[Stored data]
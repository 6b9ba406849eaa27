//! Mnemo Engine Library
//!
//! Memory-augmented companion chat: the memory and completion gateways, the
//! session store and the turn orchestrator that ties them together. Used by
//! the `mnemo` binary and by integration tests.

/// Configuration management module
pub mod config;

/// Secret handling module
pub mod secrets;

/// Event bus for session observers
pub mod message_bus;

/// Completion Gateway
pub mod llm;

/// Memory Gateway and memory panel
pub mod memory;

/// Session Store
pub mod session;

/// Transcript and Turn Orchestrator
pub mod agent;

/// Telemetry and Observability
pub mod telemetry;

/// CLI interface module
pub mod cli;

/// Command handlers module
pub mod handlers;
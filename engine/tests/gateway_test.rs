//! HTTP gateway tests against mock memory and completion services

use serde_json::json;
use std::time::Duration;
use wiremock::{
    matchers::{body_json, header, method, path, query_param},
    Mock, MockServer, ResponseTemplate,
};

use mnemo_engine::llm::openrouter::OpenRouterGateway;
use mnemo_engine::llm::{CompletionError, CompletionGateway};
use mnemo_engine::memory::{spawn_write, Mem0Gateway, MemoryError, MemoryGateway};
use mnemo_engine::secrets::SecretString;
use sdk::types::{ChatMessage, OwnerKind, Role};
use std::sync::Arc;

fn key() -> SecretString {
    SecretString::new("m0-test-key")
}

#[tokio::test]
async fn test_retrieve_reads_results() {
    let server = MockServer::start().await;
    Mock::given(method("GET"))
        .and(path("/v1/memories/"))
        .and(query_param("user_id", "alice"))
        .and(query_param("output_format", "v1.1"))
        .and(header("Authorization", "Token m0-test-key"))
        .respond_with(ResponseTemplate::new(200).set_body_json(json!({
            "results": [
                {"id": "1", "memory": "likes green tea", "score": 0.9},
                {"id": "2", "memory": "lives in Osaka"},
                {"id": "3"}
            ]
        })))
        .expect(1)
        .mount(&server)
        .await;

    let gateway = Mem0Gateway::new(server.uri());
    let memories = gateway
        .retrieve(OwnerKind::User, "alice", &key())
        .await
        .unwrap();

    assert_eq!(memories, vec!["likes green tea", "lives in Osaka"]);
}

#[tokio::test]
async fn test_retrieve_without_results_is_empty() {
    let server = MockServer::start().await;
    Mock::given(method("GET"))
        .and(path("/v1/memories/"))
        .respond_with(ResponseTemplate::new(200).set_body_json(json!({})))
        .mount(&server)
        .await;

    let gateway = Mem0Gateway::new(server.uri());
    let memories = gateway
        .retrieve(OwnerKind::Agent, "haruka", &key())
        .await
        .unwrap();
    assert!(memories.is_empty());
}

#[tokio::test]
async fn test_search_sends_query_and_partition() {
    let server = MockServer::start().await;
    Mock::given(method("POST"))
        .and(path("/v1/memories/search/"))
        .and(body_json(json!({"query": "tea", "agent_id": "haruka"})))
        .respond_with(ResponseTemplate::new(200).set_body_json(json!([
            {"memory": "served tea to a witness", "score": 0.7}
        ])))
        .expect(1)
        .mount(&server)
        .await;

    let gateway = Mem0Gateway::new(server.uri());
    let hits = gateway
        .search("tea", OwnerKind::Agent, "haruka", &key())
        .await
        .unwrap();

    assert_eq!(hits.len(), 1);
    assert_eq!(hits[0].text, "served tea to a witness");
    assert_eq!(hits[0].raw["score"], json!(0.7));
}

#[tokio::test]
async fn test_memory_error_taxonomy() {
    let server = MockServer::start().await;
    Mock::given(method("POST"))
        .and(path("/v1/memories/search/"))
        .respond_with(ResponseTemplate::new(401).set_body_json(json!({"detail": "bad token"})))
        .mount(&server)
        .await;
    Mock::given(method("GET"))
        .and(path("/v1/memories/"))
        .respond_with(ResponseTemplate::new(503).set_body_string("maintenance"))
        .mount(&server)
        .await;

    let gateway = Mem0Gateway::new(server.uri());

    assert!(matches!(
        gateway.search("x", OwnerKind::User, "alice", &key()).await,
        Err(MemoryError::AuthenticationFailed(_))
    ));
    assert!(matches!(
        gateway.retrieve(OwnerKind::User, "alice", &key()).await,
        Err(MemoryError::Upstream { status: 503, .. })
    ));
}

#[tokio::test]
async fn test_missing_identity_makes_no_call() {
    let server = MockServer::start().await;
    let gateway = Mem0Gateway::new(server.uri());

    assert!(matches!(
        gateway.retrieve(OwnerKind::User, "", &key()).await,
        Err(MemoryError::MissingIdentity(OwnerKind::User))
    ));
    assert!(server.received_requests().await.unwrap().is_empty());
}

#[tokio::test]
async fn test_spawned_write_posts_and_swallows_failure() {
    let server = MockServer::start().await;
    Mock::given(method("POST"))
        .and(path("/v1/memories/"))
        .and(body_json(json!({
            "messages": [{"role": "user", "content": "hi there"}],
            "agent_id": "haruka",
            "output_format": "v1.1"
        })))
        .respond_with(ResponseTemplate::new(500))
        .expect(1)
        .mount(&server)
        .await;

    let gateway: Arc<dyn MemoryGateway> = Arc::new(Mem0Gateway::new(server.uri()));
    let handle = spawn_write(
        gateway,
        vec![ChatMessage::user("hi there")],
        OwnerKind::Agent,
        "haruka".to_string(),
        key(),
    );

    // The task completes normally even though the write failed
    handle.await.unwrap();
}

fn completion_gateway(server: &MockServer) -> OpenRouterGateway {
    OpenRouterGateway::new(server.uri(), Duration::from_secs(5))
}

#[tokio::test]
async fn test_completion_request_shape_and_reply() {
    let server = MockServer::start().await;
    Mock::given(method("POST"))
        .and(path("/chat/completions"))
        .and(header("Authorization", "Bearer sk-test"))
        .and(body_json(json!({
            "model": "gryphe/mythomax-l2-13b",
            "messages": [
                {"role": "system", "content": "be kind"},
                {"role": "user", "content": "hello"}
            ],
            "stream": false
        })))
        .respond_with(ResponseTemplate::new(200).set_body_json(json!({
            "id": "gen-1",
            "choices": [{"message": {"role": "assistant", "content": "hi there"}}]
        })))
        .expect(1)
        .mount(&server)
        .await;

    let reply = completion_gateway(&server)
        .complete(
            "gryphe/mythomax-l2-13b",
            &[ChatMessage::system("be kind"), ChatMessage::user("hello")],
            &SecretString::new("sk-test"),
        )
        .await
        .unwrap();

    assert_eq!(reply, ChatMessage::assistant("hi there"));
}

#[tokio::test]
async fn test_completion_defaults_missing_role() {
    let server = MockServer::start().await;
    Mock::given(method("POST"))
        .and(path("/chat/completions"))
        .respond_with(ResponseTemplate::new(200).set_body_json(json!({
            "choices": [{"message": {"content": null}}]
        })))
        .mount(&server)
        .await;

    let reply = completion_gateway(&server)
        .complete("m", &[ChatMessage::user("hello")], &SecretString::new("sk-test"))
        .await
        .unwrap();

    assert_eq!(reply.role, Role::Assistant);
    assert_eq!(reply.content, "");
}

#[tokio::test]
async fn test_completion_error_taxonomy() {
    let cases = [
        (
            ResponseTemplate::new(200).set_body_json(json!({"choices": []})),
            "empty",
        ),
        (
            ResponseTemplate::new(200).set_body_json(json!({"error": "overloaded"})),
            "malformed",
        ),
        (
            ResponseTemplate::new(401).set_body_json(json!({"error": "No auth credentials found"})),
            "auth",
        ),
        (ResponseTemplate::new(429).set_body_string("slow down"), "upstream"),
    ];

    for (template, expected) in cases {
        let server = MockServer::start().await;
        Mock::given(method("POST"))
            .and(path("/chat/completions"))
            .respond_with(template)
            .mount(&server)
            .await;

        let result = completion_gateway(&server)
            .complete("m", &[ChatMessage::user("hello")], &SecretString::new("sk-test"))
            .await;

        match (expected, result) {
            ("empty", Err(CompletionError::EmptyChoices)) => {}
            ("malformed", Err(CompletionError::Malformed(_))) => {}
            ("auth", Err(CompletionError::AuthenticationFailed(_))) => {}
            ("upstream", Err(CompletionError::Upstream { status: 429, .. })) => {}
            (expected, other) => panic!("expected {}, got {:?}", expected, other),
        }
    }
}

#[tokio::test]
async fn test_completion_refuses_empty_credential() {
    let server = MockServer::start().await;

    let result = completion_gateway(&server)
        .complete("m", &[ChatMessage::user("hello")], &SecretString::default())
        .await;

    assert!(matches!(result, Err(CompletionError::MissingCredential)));
    assert!(server.received_requests().await.unwrap().is_empty());
}

#[tokio::test]
async fn test_unreachable_completion_is_network_error() {
    let gateway = OpenRouterGateway::new("http://127.0.0.1:9", Duration::from_secs(2));
    let result = gateway
        .complete("m", &[ChatMessage::user("hello")], &SecretString::new("sk-test"))
        .await;

    assert!(matches!(result, Err(CompletionError::NetworkError(_))));
}
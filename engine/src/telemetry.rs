//! Telemetry and Observability
//!
//! Handles setting up `tracing-subscriber` for structured logging.
//! Supports config-driven log levels, environment variable overrides,
//! and format switching between pretty (debug) and JSON (release).

use tracing_subscriber::{fmt, layer::SubscriberExt, util::SubscriberInitExt, EnvFilter};

/// Initialize the tracing subscriber with the given log level.
///
/// Priority: `RUST_LOG` env var > `log_level` parameter > default "info"
///
/// Output goes to stderr so that the chat transcript on stdout stays clean.
/// Only the first call installs a subscriber; later calls are no-ops.
pub fn init_telemetry_with_level(log_level: &str) {
    let default_filter = format!(
        "{level},mnemo_engine={level},memory_proxy={level}",
        level = log_level
    );

    let env_filter =
        EnvFilter::try_from_default_env().unwrap_or_else(|_| EnvFilter::new(&default_filter));

    #[cfg(debug_assertions)]
    {
        tracing_subscriber::registry()
            .with(env_filter)
            .with(
                fmt::layer()
                    .pretty()
                    .with_target(false)
                    .with_writer(std::io::stderr),
            )
            .try_init()
            .ok();
    }

    #[cfg(not(debug_assertions))]
    {
        tracing_subscriber::registry()
            .with(env_filter)
            .with(
                fmt::layer()
                    .json()
                    .with_current_span(true)
                    .with_writer(std::io::stderr),
            )
            .try_init()
            .ok();
    }
}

YOUR GOAL
Return, from the entries, each line that holds "haruka".

TASK RESULT
        .retrieve(OwnerKind::Agent, "haruka", &key())
        .and(body_json(json!({"query": "tea", "agent_id": "haruka"})))
        .search("tea", OwnerKind::Agent, "haruka", &key())
            "agent_id": "haruka",
        "haruka".to_string(),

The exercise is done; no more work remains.